What it didn’t have was snowplows. At least not within easy view. Reacher felt red-hot infantry skepticism coming out from under Sanderson’s hood. Mackenzie looked disappointed. Maybe not so easy after all.

They gave it one more go-round. After which they were confident there were no snowplows stored anywhere within the bounds of the facility. There were no service roads leading to covered garages half full of any kind of winter equipment.

Which raised an obvious question. If not there, then where? There had to be winter equipment stored somewhere. A lot of it. Winter was a serious issue in South Dakota. Mackenzie said maybe so serious they used a whole separate depot for it. She knew the West.

But where was the depot? Who could they ask? It was a weird question. Do you know where the state stores its snowplows? No one would know. Most folk would take it for some kind of a weird political stunt, to make a point, or to expose their ignorance, like asking if they knew their congressperson’s name. The only people who would know the answer were people who were currently somewhere else. Wherever the state stored its snowplows.

Reacher said, “He prepaid his gas at 11:23. Right here, very close to where we’re sitting now. Let’s say it took him two minutes to walk back from the kiosk and get set. Let’s say he started pumping at 11:25. How long does forty bucks last?”

Mackenzie said, “Out here you could fill a big tank.”

“So it took a few minutes. It could have been well after 11:30 before he was back on the road. But he was the new boy there. He didn’t want to screw up. He needed a big margin of error. He must have been going somewhere real close by. Three-minute maximum, literally. He would want to make sure he got there on time. Or early. He would want to be comfortable.”

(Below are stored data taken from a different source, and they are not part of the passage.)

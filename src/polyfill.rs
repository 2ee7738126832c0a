// Copyright 2015-2016 Brian Smith.
//
// Permission to use, copy, modify, and/or distribute this software for any
// purpose with or without fee is hereby granted, provided that the above
// copyright notice and this permission notice appear in all copies.
//
// THE SOFTWARE IS PROVIDED "AS IS" AND THE AUTHOR DISCLAIMS ALL WARRANTIES
// WITH REGARD TO THIS SOFTWARE INCLUDING ALL IMPLIED WARRANTIES OF
// MERCHANTABILITY AND FITNESS. IN NO EVENT SHALL THE AUTHOR BE LIABLE FOR ANY
// SPECIAL, DIRECT, INDIRECT, OR CONSEQUENTIAL DAMAGES OR ANY DAMAGES
// WHATSOEVER RESULTING FROM LOSS OF USE, DATA OR PROFITS, WHETHER IN AN ACTION
// OF CONTRACT, NEGLIGENCE OR OTHER TORTIOUS ACTION, ARISING OUT OF OR IN
// CONNECTION WITH THE USE OR PERFORMANCE OF THIS SOFTWARE.

//! Polyfills for functionality that will (hopefully) be added to Rust's
//! standard library soon.

#[inline(always)]
pub const fn u64_from_usize(x: usize) -> u64 {
    #[allow(clippy::cast_possible_truncation)]
    const _LOSSLESS: () = assert!(usize::MAX == ((usize::MAX) as u64) as usize);
    x as u64
}

#[cfg(target_has_atomic = "32")]
pub mod once_cell {
    pub mod race;
}

pub mod slice;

“What’s three minutes from here?”

“Maybe the separate depot. For the snowplows. A central facility. Access from both sides. On the same land as this, before eastbound and westbound narrow down again. Right next door to here, maybe. It’s a wedge of wasted space otherwise. There could be an inconspicuous little off-ramp, with a sign, saying highway department only. Plenty of trees all around. No one notices a thing like that.”

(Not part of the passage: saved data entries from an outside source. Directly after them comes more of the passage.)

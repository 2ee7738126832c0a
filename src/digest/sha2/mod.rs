// Copyright 2015-2025 Brian Smith.
//
// Permission to use, copy, modify, and/or distribute this software for any
// purpose with or without fee is hereby granted, provided that the above
// copyright notice and this permission notice appear in all copies.
//
// THE SOFTWARE IS PROVIDED "AS IS" AND THE AUTHORS DISCLAIM ALL WARRANTIES
// WITH REGARD TO THIS SOFTWARE INCLUDING ALL IMPLIED WARRANTIES OF
// MERCHANTABILITY AND FITNESS. IN NO EVENT SHALL THE AUTHORS BE LIABLE FOR ANY
// SPECIAL, DIRECT, INDIRECT, OR CONSEQUENTIAL DAMAGES OR ANY DAMAGES
// WHATSOEVER RESULTING FROM LOSS OF USE, DATA OR PROFITS, WHETHER IN AN ACTION
// OF CONTRACT, NEGLIGENCE OR OTHER TORTIOUS ACTION, ARISING OUT OF OR IN
// CONNECTION WITH THE USE OR PERFORMANCE OF THIS SOFTWARE.

//! The SHA-256 compression function and its realizations.
//!
//! [`compress`] is the process-wide entry point. Each [`Strategy`] can also be
//! driven directly, e.g. to compare them.

pub use self::strategy::Strategy;
pub(crate) use self::state::State;

use super::MAX_OUTPUT_LEN;

pub(super) use self::k::{SHA224_IV, SHA256_IV};

/// The number of 32-bit words in the chaining value.
pub const CHAINING_WORDS: usize = 256 / 32;

/// The length of a block, in bytes.
pub const BLOCK_LEN: usize = 512 / 8;

// FIPS 180-4 6.2.2 Step 1
const ROUNDS: usize = 64;

/// Folds one block into `state` using the process-wide [`Strategy`].
///
/// This is the raw compression function: no padding or length encoding is
/// applied.
pub fn compress(state: &mut [u32; CHAINING_WORDS], block: &[u8; BLOCK_LEN]) {
    Strategy::get_or_init().compress_block(state, block)
}

/// Serializes the chaining value big-endian. Truncated algorithms use a
/// prefix of the result.
pub(crate) fn format_output(state: &State) -> [u8; MAX_OUTPUT_LEN] {
    const _WHOLE_STATE: () = assert!(MAX_OUTPUT_LEN == CHAINING_WORDS * 4);
    let mut output = [0u8; MAX_OUTPUT_LEN];
    output
        .chunks_exact_mut(4)
        .zip(state.as_ref())
        .for_each(|(out, word)| out.copy_from_slice(&word.0.to_be_bytes()));
    output
}

mod fallback;
mod k;
mod state;
mod strategy;

#[cfg(all(target_arch = "aarch64", target_endian = "little"))]
mod aarch64;
#[cfg(target_arch = "x86_64")]
mod x86_64;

“Then it could be in either direction. We might have already passed it. There must be wedges of space both sides. We don’t know which way to go now.”

“We didn’t already pass it,” Sanderson said. “There were no inconspicuous little ramps. I notice a thing like that. It means for the moment we’re trapped on this road. But neither can the enemy reinforce an ambush up ahead. So on balance I’m happy. The tail gunner can relax for a second. If you’re right about a separate facility, then it must be east of here. And if Reacher is right about how anxious Stackley was, it must be close by. Close enough to get back on the highway and then get off again immediately. If he’s wrong about how nervous Stackley was, it could be further away. But it’s within fifteen or twenty miles maximum, because even if the guy was cool as ice, he had to get where he was going by midnight latest. And he couldn’t drive a hundred miles an hour to do it. Those guys can’t get away with things like that. They must never stand out. So I would recon to the east. If we don’t find anything, we still have time to come back and think again.”

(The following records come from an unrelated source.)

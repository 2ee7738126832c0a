#![no_main]
use libfuzzer_sys::fuzz_target;
use sha2_engine::digest;

// The first byte picks the piece length; the rest is the message. Feeding the
// message in pieces must give the same digest as hashing it in one call.
fuzz_target!(|data: &[u8]| {
    let Some((&piece_len, msg)) = data.split_first() else {
        return;
    };
    let piece_len = usize::from(piece_len).max(1);

    for algorithm in [&digest::SHA224, &digest::SHA256] {
        let expected = digest::digest(algorithm, msg);

        let mut ctx = digest::Context::new(algorithm);
        for piece in msg.chunks(piece_len) {
            ctx.update(piece).unwrap();
        }
        assert_eq!(ctx.finish().as_ref(), expected.as_ref());
    }
});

Bramall looked over his shoulder at Mackenzie.

His employer.

“Want to try it?” he said.

“Yes,” Mackenzie said.

Bramall circled the parking lot, under sodium lights high on poles, looking for the way back to the travel lanes. In the corner of his eye Reacher thought he saw a pale blue car, circling the other way. A domestic product. A Chevrolet, possibly. Nothing fancy. A plain specification.

He looked again.

It was gone.

Bramall found the exit and followed the arrow marked Sioux Falls, which was east. He watched the road ahead, like a good driver should. Sanderson and her sister and Reacher all watched the left shoulder. They watched the narrowing space between the eastbound and the westbound lanes.

It turned out Stackley had been anxious, but not quite as anxious as Reacher thought he should be. It was more than three minutes out. Closer to four and a half. They saw an inconspicuous off-ramp. They saw a small bland sign that said Authorized Personnel Only.

“Don’t take it,” Reacher said. “Not yet. We need to make a better plan.”